When it comes to your health and lifespan, some things are beyond your control. For example, you can’t choose your parents or your genetic predisposition to certain diseases.
But there are many things you can control. In fact, lifestyle and dietary choices greatly impact how long—and how well—you live.
Here are seven nutrition tips that can help you live a longer and healthier life.
Eat More Plants
Plant-based foods are an important source of fiber, vitamins, minerals, healthy fats, and antioxidants.
Fruits, vegetables, whole grains, beans, nuts, and seeds all tend to be nutritionally dense, meaning they’re packed with nutrients but relatively low in calories.
Plant-based diets prioritizing whole, unprocessed foods have been linked with a lower risk of chronic diseases, such as heart disease, diabetes, and certain cancers. And by reducing your disease risk, you’re also likely to live longer.
Eat Less Processed Foods
Processed foods like frozen meals, chips, crackers, and sweets are often high in calories, unhealthy fats, added sugars, and sodium. They also tend to be low in important nutrients like fiber, vitamins, and minerals.
Eating too many processed foods can lead to weight gain, high blood pressure, and many other chronic health problems. Limit your intake of processed foods and focus on eating more whole, unprocessed foods instead.
Cook Meals At Home
Restaurant meals tend to be significantly less healthy than home-cooked meals. They’re often higher in calories, unhealthy fats, added sugars, and sodium.
Cooking at home gives you more control over the ingredients in your food and allows you to make healthier choices.
Even if you aren’t a great cook, making an effort to eat out less and cook more meals at home can significantly impact your health.
Stop Drinking Soda and Sugary Beverages
Soda, juices, and soft drinks are closely linked to higher rates of obesity, metabolic syndrome, and type 2 diabetes. They also contribute to tooth decay and provide little nutritional value.
Even diet sodas aren’t a good choice, as they’re often loaded with artificial sweeteners that can negatively affect your health.
Instead, unsweetened tea, coffee, or water are much better options.
Spend More Time Chewing Before Swallowing
Chewing is an important part of the digestive process. It breaks open the cell walls of your food, allowing your body to better access and absorb its nutrients.

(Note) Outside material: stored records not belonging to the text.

// Table of contents - the tree baked into the widget, and TOML-described alternatives
use crate::error::ConfigError;
use crate::model::{Fold, NavTree, NavigationNode};
use serde::{Deserialize, Serialize};
use std::fs;
use std::path::Path;

/// The book's table of contents as produced by the site generator.
pub fn builtin() -> NavTree {
    use NavigationNode as N;

    NavTree::from_nodes(&[
        N::link("Zngur", "zngur.html").affix(),
        N::link("Tutorial", "tutorial.html").numbered("1."),
        N::link("Calling Rust from C++", "call_rust_from_cpp/index.html")
            .numbered("2.")
            .with_children(vec![
                N::link("Name mapping", "call_rust_from_cpp/name_mapping.html").numbered("2.1."),
                N::link("Well-known traits", "call_rust_from_cpp/wellknown_traits.html").numbered("2.2."),
                N::link("Layout policy", "call_rust_from_cpp/layout_policy.html").numbered("2.3."),
                N::link("Fields", "call_rust_from_cpp/fields.html").numbered("2.4."),
                N::link("Types with special support", "call_rust_from_cpp/special_types.html").numbered("2.5."),
                N::link("Panic and exceptions", "call_rust_from_cpp/panic_and_exceptions.html").numbered("2.6."),
                N::link("Raw pointers", "call_rust_from_cpp/raw_pointers.html").numbered("2.7."),
            ]),
        N::link("Calling C++ from Rust", "call_cpp_from_rust/index.html")
            .numbered("3.")
            .with_children(vec![
                N::link("Calling C++ free functions", "call_cpp_from_rust/function.html").numbered("3.1."),
                N::link("Writing impl blocks for Rust types in C++", "call_cpp_from_rust/rust_impl.html")
                    .numbered("3.2."),
                N::heading("Box<dyn Fn>").numbered("3.3."),
                N::link("Opaque C++ types", "call_cpp_from_rust/opaque.html").numbered("3.4."),
            ]),
        N::link("Import", "import.html").numbered("4."),
        N::link("Conditional Compilation", "conditional_compilation.html").numbered("5."),
        N::link("Safety", "safety.html").numbered("6."),
        N::link("How it compares to other tools", "how_it_compares.html").numbered("7."),
        N::link("Design decisions", "philosophy.html").numbered("8."),
        N::link("How it works", "how_it_works.html").numbered("9."),
    ])
}

/// On-disk form of a table of contents.
#[derive(Serialize, Deserialize, Clone, Debug, Default)]
pub struct TocFile {
    #[serde(default)]
    pub fold: Fold,
    #[serde(default)]
    pub chapter: Vec<NavigationNode>,
}

impl TocFile {
    pub fn into_tree(self) -> NavTree {
        NavTree::from_nodes(&self.chapter).with_fold(self.fold)
    }
}

pub fn load(path: &Path) -> Result<NavTree, ConfigError> {
    let contents = fs::read_to_string(path).map_err(|source| ConfigError::Io {
        path: path.to_path_buf(),
        source,
    })?;
    let file: TocFile = toml::from_str(&contents).map_err(|source| ConfigError::Parse {
        path: path.to_path_buf(),
        source,
    })?;
    Ok(file.into_tree())
}

#[cfg(test)]
mod tests {
    use super::*;
    use std::io::Write;

    #[test]
    fn test_builtin_shape() {
        let tree = builtin();
        assert_eq!(tree.roots().len(), 10);
        assert_eq!(tree.len(), 21);
        assert_eq!(tree.links().count(), 20);
        let first = tree.links().next().unwrap();
        assert_eq!(first.href.as_deref(), Some("zngur.html"));
        assert!(first.affix);
        assert!(!tree.fold().enable);
    }

    #[test]
    fn test_load_toml_toc() {
        let mut file = tempfile::NamedTempFile::new().expect("temp file");
        write!(
            file,
            r#"
[fold]
enable = true
level = 1

[[chapter]]
label = "Intro"
href = "intro.html"
affix = true

[[chapter]]
label = "Guide"
href = "guide/index.html"
number = "1."

[[chapter.children]]
label = "Setup"
href = "guide/setup.html"
number = "1.1."
"#
        )
        .expect("write toc");

        let tree = load(file.path()).expect("load toc");
        assert_eq!(tree.fold(), Fold { enable: true, level: 1 });
        let labels: Vec<_> = tree.entries().iter().map(|e| e.label.as_str()).collect();
        assert_eq!(labels, ["Intro", "Guide", "Setup"]);
        assert_eq!(tree.entries()[2].parent, Some(tree.entries()[1].id));
    }

    #[test]
    fn test_load_reports_parse_errors() {
        let mut file = tempfile::NamedTempFile::new().expect("temp file");
        write!(file, "[[chapter]]\nhref = 3\n").expect("write toc");
        assert!(matches!(load(file.path()), Err(ConfigError::Parse { .. })));
    }
}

Don’t rush through your meals, swallowing big chunks of food. Instead, take the time to chew each bite into a smooth paste before swallowing—put down your fork between bites if you need help slowing down.
This can also help reduce heartburn and acid reflux. Swallowing bigger chunks of food can stretch, weaken, and damage the sphincter between your esophagus and your stomach. This can allow stomach acids to flow back up into your esophagus, causing irritation.
Take a Break From Snacking
Mindless snacking throughout the day can easily lead to weight gain and obesity-related chronic diseases.
Snacking can also prevent your digestive system from fully processing your food, as it’s constantly starting over with each new bit of food.
Diet programs like intermittent fasting focus on expanding the amount of time between eating periods, which allows your body to digest your food thoroughly.
Mindful eating means being present in the moment while you are eating.
Be aware of the full sensory experience of eating—the taste, smell, texture, and appearance of your food.
Don’t just quickly and mindlessly shovel food into your mouth. Make an extra effort to taste the food fully and savor each bite.
This also means being aware of your hunger and fullness cues. Are you actually hungry, or are you eating out of boredom, stress, or habit?
Focus on enjoying your food and the company you’re with without being distracted by things that aren’t as important.